The new test uses a palm-size device for a method called nanopore sequencing, which was developed to read the sequences of very long strands of DNA. Photo Credit: Columbia University Fertility Center

Health USA6. September 2022

This Small Device Can Test Birth Defects Early On

A group of researchers affiliated with Columbia University in New York, United States, have developed a method to quickly identify extra or missing chromosomes in a cost-effective way, helping women better understand their reproductive mishaps and make more informed decisions.
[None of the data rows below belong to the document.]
use std::collections::BTreeSet;
use std::fmt;

use chrono::NaiveDate;
use md5::{Digest, Md5};
use reqwest::Url;
use serde::Serialize;

use crate::{Error, Result};

/// One of the fixed page layouts the site serves.
#[derive(Debug, Clone, Copy, PartialEq, Eq, Hash, Serialize)]
#[serde(rename_all = "snake_case")]
pub enum PageKind {
    /// JSON feed with a URL's title, total post count and top tags.
    UrlSummary,
    /// HTML history of everyone who bookmarked a URL.
    BookmarkHistory,
    /// HTML listing of one user's public bookmarks.
    UserBookmarks,
    /// Authenticated XML dump of all of a user's posts, private ones included.
    UserPosts,
    /// JSON feed of a user's tag vocabulary.
    UserTags,
    /// JSON feed of a user's network members or fans.
    UserNetwork,
}

impl PageKind {
    /// Whether the site splits this kind over several numbered pages.
    pub fn is_paged(self) -> bool {
        matches!(self, PageKind::BookmarkHistory | PageKind::UserBookmarks)
    }

    pub fn as_str(self) -> &'static str {
        match self {
            PageKind::UrlSummary => "url summary",
            PageKind::BookmarkHistory => "bookmark history",
            PageKind::UserBookmarks => "user bookmarks",
            PageKind::UserPosts => "user posts",
            PageKind::UserTags => "user tags",
            PageKind::UserNetwork => "user network",
        }
    }
}

impl fmt::Display for PageKind {
    fn fmt(&self, f: &mut fmt::Formatter<'_>) -> fmt::Result {
        f.write_str(self.as_str())
    }
}

/// A single bookmark. Identity is the `(user, url)` pair; everything else is payload.
#[derive(Debug, Clone, PartialEq, Eq, Serialize)]
pub struct BookmarkRecord {
    user: String,
    url: String,
    tags: BTreeSet<String>,
    saved_on: Option<NaiveDate>,
    is_private: bool,
    title: Option<String>,
    comment: Option<String>,
}

impl BookmarkRecord {
    /// Returns `None` when either half of the identity is blank.
    pub fn new(user: impl Into<String>, url: impl Into<String>) -> Option<Self> {
        let user = user.into().trim().to_string();
        let url = url.into().trim().to_string();
        if user.is_empty() || url.is_empty() {
            return None;
        }
        Some(Self {
            user,
            url,
            tags: BTreeSet::new(),
            saved_on: None,
            is_private: false,
            title: None,
            comment: None,
        })
    }

    pub fn with_tags<I, S>(mut self, tags: I) -> Self
    where
        I: IntoIterator<Item = S>,
        S: Into<String>,
    {
        self.tags = tags
            .into_iter()
            .map(Into::into)
            .map(|t| t.trim().to_string())
            .filter(|t| !t.is_empty())
            .collect();
        self
    }

    pub fn with_saved_on(mut self, saved_on: Option<NaiveDate>) -> Self {
        self.saved_on = saved_on;
        self
    }

    pub fn with_private(mut self, is_private: bool) -> Self {
        self.is_private = is_private;
        self
    }

    pub fn with_title(mut self, title: Option<String>) -> Self {
        self.title = non_blank(title);
        self
    }

    pub fn with_comment(mut self, comment: Option<String>) -> Self {
        self.comment = non_blank(comment);
        self
    }

    pub fn user(&self) -> &str {
        &self.user
    }

    pub fn url(&self) -> &str {
        &self.url
    }

    pub fn tags(&self) -> &BTreeSet<String> {
        &self.tags
    }

    pub fn saved_on(&self) -> Option<NaiveDate> {
        self.saved_on
    }

    pub fn is_private(&self) -> bool {
        self.is_private
    }

    pub fn title(&self) -> Option<&str> {
        self.title.as_deref()
    }

    pub fn comment(&self) -> Option<&str> {
        self.comment.as_deref()
    }

    pub fn key(&self) -> (&str, &str) {
        (&self.user, &self.url)
    }
}

fn non_blank(s: Option<String>) -> Option<String> {
    s.map(|s| s.trim().to_string()).filter(|s| !s.is_empty())
}

#[derive(Debug, Clone, PartialEq, Eq, Serialize)]
pub struct TagCount {
    pub tag: String,
    pub count: u64,
}

impl TagCount {
    pub fn new(tag: impl Into<String>, count: u64) -> Option<Self> {
        let tag = tag.into().trim().to_string();
        (!tag.is_empty()).then_some(Self { tag, count })
    }
}

#[derive(Debug, Clone, Copy, PartialEq, Eq, Hash, Serialize)]
#[serde(rename_all = "snake_case")]
pub enum Relation {
    /// Someone the user added to their network.
    Member,
    /// Someone who added the user to their network.
    Fan,
}

impl Relation {
    pub(crate) fn feed(self) -> &'static str {
        match self {
            Relation::Member => "networkmembers",
            Relation::Fan => "networkfans",
        }
    }
}

#[derive(Debug, Clone, PartialEq, Eq, Serialize)]
pub struct NetworkMember {
    pub user: String,
    pub relation: Relation,
}

impl NetworkMember {
    pub fn new(user: impl Into<String>, relation: Relation) -> Option<Self> {
        let user = user.into().trim().to_string();
        (!user.is_empty()).then_some(Self { user, relation })
    }
}

/// The typed records a single page yields.
#[derive(Debug, Clone, PartialEq, Serialize)]
#[serde(untagged)]
pub enum Records {
    Bookmarks(Vec<BookmarkRecord>),
    Tags(Vec<TagCount>),
    Members(Vec<NetworkMember>),
}

impl Records {
    pub fn len(&self) -> usize {
        match self {
            Records::Bookmarks(v) => v.len(),
            Records::Tags(v) => v.len(),
            Records::Members(v) => v.len(),
        }
    }

    pub fn is_empty(&self) -> bool {
        self.len() == 0
    }
}

/// Figures a page states about the whole query, as opposed to the records it lists.
#[derive(Debug, Clone, Default, PartialEq, Eq)]
pub struct PageSummary {
    pub title: Option<String>,
    pub reported_total: Option<u64>,
    pub top_tags: Vec<TagCount>,
}

/// A fetched page after it passed the throttle check and its template.
#[derive(Debug, Clone, PartialEq)]
pub struct ExtractedPage {
    pub kind: PageKind,
    pub index: usize,
    pub final_url: String,
    pub records: Records,
    pub summary: PageSummary,
}

/// Source-reported total that disagrees with what was actually extracted.
#[derive(Debug, Clone, Copy, PartialEq, Eq, Serialize)]
pub struct Discrepancy {
    pub reported: u64,
    pub extracted: usize,
}

/// Aggregated outcome of a URL history or user bookmarks query.
#[derive(Debug, Clone, PartialEq, Serialize)]
pub struct QueryResult {
    pub kind: PageKind,
    pub subject: String,
    pub title: Option<String>,
    /// Distinct bookmarks actually extracted.
    pub bookmark_count: usize,
    /// Distinct users among the extracted bookmarks.
    pub user_count: usize,
    /// Total the site claims, kept verbatim next to `bookmark_count`.
    pub reported_bookmark_count: Option<u64>,
    pub discrepancy: Option<Discrepancy>,
    pub top_tags: Vec<TagCount>,
    /// How many of the returned bookmarks carry each tag, in order of first use.
    pub tags: Vec<TagCount>,
    pub bookmarks: Vec<BookmarkRecord>,
    pub pages_fetched: usize,
    /// Pagination hit `max_pages` before the site signalled exhaustion.
    pub page_limit_reached: bool,
    /// Collection stopped at `max_bookmarks`; `bookmarks` holds the most recent ones.
    pub bookmark_limit_reached: bool,
    pub duplicates_dropped: usize,
}

/// A validated request for one query. Construction fails fast on bad input,
/// before anything touches the network.
#[derive(Debug, Clone, PartialEq, Eq)]
pub enum Query {
    UrlSummary { url: String },
    UrlHistory { url: String },
    UserBookmarks { username: String },
    UserPosts { username: String, password: String },
    UserTags { username: String },
    UserNetwork { username: String, relation: Relation },
}

impl Query {
    pub fn url_summary(url: &str) -> Result<Self> {
        Ok(Query::UrlSummary {
            url: validate_url(url)?,
        })
    }

    pub fn url_history(url: &str) -> Result<Self> {
        Ok(Query::UrlHistory {
            url: validate_url(url)?,
        })
    }

    /// With a password the authenticated posts API is asked instead of the
    /// public pages, which also yields private bookmarks.
    pub fn user_bookmarks(username: &str, password: Option<&str>) -> Result<Self> {
        let username = validate_username(username)?;
        Ok(match password.filter(|p| !p.is_empty()) {
            Some(password) => Query::UserPosts {
                username,
                password: password.to_string(),
            },
            None => Query::UserBookmarks { username },
        })
    }

    pub fn user_tags(username: &str) -> Result<Self> {
        Ok(Query::UserTags {
            username: validate_username(username)?,
        })
    }

    pub fn user_network(username: &str, relation: Relation) -> Result<Self> {
        Ok(Query::UserNetwork {
            username: validate_username(username)?,
            relation,
        })
    }

    pub fn kind(&self) -> PageKind {
        match self {
            Query::UrlSummary { .. } => PageKind::UrlSummary,
            Query::UrlHistory { .. } => PageKind::BookmarkHistory,
            Query::UserBookmarks { .. } => PageKind::UserBookmarks,
            Query::UserPosts { .. } => PageKind::UserPosts,
            Query::UserTags { .. } => PageKind::UserTags,
            Query::UserNetwork { .. } => PageKind::UserNetwork,
        }
    }

    /// The URL or username the query is about.
    pub fn subject(&self) -> &str {
        match self {
            Query::UrlSummary { url } | Query::UrlHistory { url } => url,
            Query::UserBookmarks { username }
            | Query::UserPosts { username, .. }
            | Query::UserTags { username }
            | Query::UserNetwork { username, .. } => username,
        }
    }
}

/// The site keys URLs by the hex MD5 digest of the URL string.
pub fn url_hash(url: &str) -> String {
    hex::encode(Md5::digest(url.as_bytes()))
}

fn validate_url(url: &str) -> Result<String> {
    let url = url.trim();
    if url.is_empty() {
        return Err(Error::Config("URL must not be empty".into()));
    }
    let parsed = Url::parse(url).map_err(|e| Error::Config(format!("malformed URL '{url}': {e}")))?;
    if !matches!(parsed.scheme(), "http" | "https") {
        return Err(Error::Config(format!(
            "URL '{url}' must use http or https, not '{}'",
            parsed.scheme()
        )));
    }
    // Hash the URL as given; normalising it would change its identity on the site.
    Ok(url.to_string())
}

fn validate_username(username: &str) -> Result<String> {
    let username = username.trim();
    if username.is_empty() {
        return Err(Error::Config("username must not be empty".into()));
    }
    if !username
        .chars()
        .all(|c| c.is_ascii_alphanumeric() || matches!(c, '_' | '-' | '.'))
    {
        return Err(Error::Config(format!(
            "username '{username}' contains characters the site does not allow"
        )));
    }
    Ok(username.to_string())
}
The new method takes less than two hours, and the test can be conducted in the office itself where the cells or tissue sample is obtained. The palm-size device costs $200 per use, a fraction of the price of current testing procedures which can cost between $1,000 and $2,000 to obtain results that take weeks or months to recieve.

The technique developed at the Columbia University Fertility Center uses nanopore sequencing on small DNA pieces from cells and tissues – either from existing screening procedures of embryos and fetuses or from tissue obtained after miscarriages – and each segment is meant to appear in two copies, one from each chromosome. If there are three copies, there is an extra chromosome. If there is only one, a chromosome is missing. For women living in restricted abortion states where a pregnancy can be terminated within the first 15 or 18 weeks, this test could give them more lead time to make an informed decision.